'''

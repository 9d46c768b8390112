//! # Metrics
//!
//! Counters for the generation endpoint, kept in a `prometheus-client`
//! registry and rendered as OpenMetrics text at `/api/metrics`.
//!
//! Naming: `inkwell_` prefix; counters get their `_total` suffix from the
//! encoder. Labels stay low-cardinality (`reason` is a fixed set).

use prometheus_client::encoding::text::encode;
use prometheus_client::encoding::EncodeLabelSet;
use prometheus_client::metrics::counter::Counter;
use prometheus_client::metrics::family::Family;
use prometheus_client::registry::Registry;

#[derive(Clone, Debug, Hash, PartialEq, Eq, EncodeLabelSet)]
pub struct FailureLabels {
    pub reason: String,
}

pub struct Metrics {
    registry: Registry,
    posts_generated: Counter,
    generation_failures: Family<FailureLabels, Counter>,
    image_fetch_failures: Counter,
}

impl Metrics {
    pub fn new() -> Self {
        let mut registry = Registry::default();

        let posts_generated = Counter::default();
        registry.register(
            "inkwell_posts_generated",
            "Posts created by the generation endpoint",
            posts_generated.clone(),
        );

        let generation_failures = Family::<FailureLabels, Counter>::default();
        registry.register(
            "inkwell_generation_failures",
            "Generation requests that ended in an error, by reason",
            generation_failures.clone(),
        );

        let image_fetch_failures = Counter::default();
        registry.register(
            "inkwell_image_fetch_failures",
            "Generated posts saved without their planned images",
            image_fetch_failures.clone(),
        );

        Self {
            registry,
            posts_generated,
            generation_failures,
            image_fetch_failures,
        }
    }

    pub fn post_generated(&self) {
        self.posts_generated.inc();
    }

    pub fn generation_failed(&self, reason: &str) {
        self.generation_failures
            .get_or_create(&FailureLabels {
                reason: reason.to_string(),
            })
            .inc();
    }

    pub fn images_dropped(&self) {
        self.image_fetch_failures.inc();
    }

    /// OpenMetrics text exposition of every registered metric.
    pub fn render(&self) -> Result<String, std::fmt::Error> {
        let mut out = String::new();
        encode(&mut out, &self.registry)?;
        Ok(out)
    }
}

impl Default for Metrics {
    fn default() -> Self {
        Self::new()
    }
}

'''

# Goal of the exercise:
Write out the data a second time, exactly the same.

# Task answer:
repository 9d46c768b8390112
//! # Metrics
//!
//! Counters for the generation endpoint, kept in a `prometheus-client`
//! registry and rendered as OpenMetrics text at `/api/metrics`.
//!
//! Naming: `inkwell_` prefix; counters get their `_total` suffix from the
//! encoder. Labels stay low-cardinality (`reason` is a fixed set).

use prometheus_client::encoding::text::encode;
use prometheus_client::encoding::EncodeLabelSet;
use prometheus_client::metrics::counter::Counter;
use prometheus_client::metrics::family::Family;
use prometheus_client::registry::Registry;

#[derive(Clone, Debug, Hash, PartialEq, Eq, EncodeLabelSet)]
pub struct FailureLabels {
    pub reason: String,
}

pub struct Metrics {
    registry: Registry,
    posts_generated: Counter,
    generation_failures: Family<FailureLabels, Counter>,
    image_fetch_failures: Counter,
}

impl Metrics {
    pub fn new() -> Self {
        let mut registry = Registry::default();

        let posts_generated = Counter::default();
        registry.register(
            "inkwell_posts_generated",
            "Posts created by the generation endpoint",
            posts_generated.clone(),
        );

        let generation_failures = Family::<FailureLabels, Counter>::default();
        registry.register(
            "inkwell_generation_failures",
            "Generation requests that ended in an error, by reason",
            generation_failures.clone(),
        );

        let image_fetch_failures = Counter::default();
        registry.register(
            "inkwell_image_fetch_failures",
            "Generated posts saved without their planned images",
            image_fetch_failures.clone(),
        );

        Self {
            registry,
            posts_generated,
            generation_failures,
            image_fetch_failures,
        }
    }

    pub fn post_generated(&self) {
        self.posts_generated.inc();
    }

    pub fn generation_failed(&self, reason: &str) {
        self.generation_failures
            .get_or_create(&FailureLabels {
                reason: reason.to_string(),
            })
            .inc();
    }

    pub fn images_dropped(&self) {
        self.image_fetch_failures.inc();
    }

    /// OpenMetrics text exposition of every registered metric.
    pub fn render(&self) -> Result<String, std::fmt::Error> {
        let mut out = String::new();
        encode(&mut out, &self.registry)?;
        Ok(out)
    }
}

impl Default for Metrics {
    fn default() -> Self {
        Self::new()
    }
}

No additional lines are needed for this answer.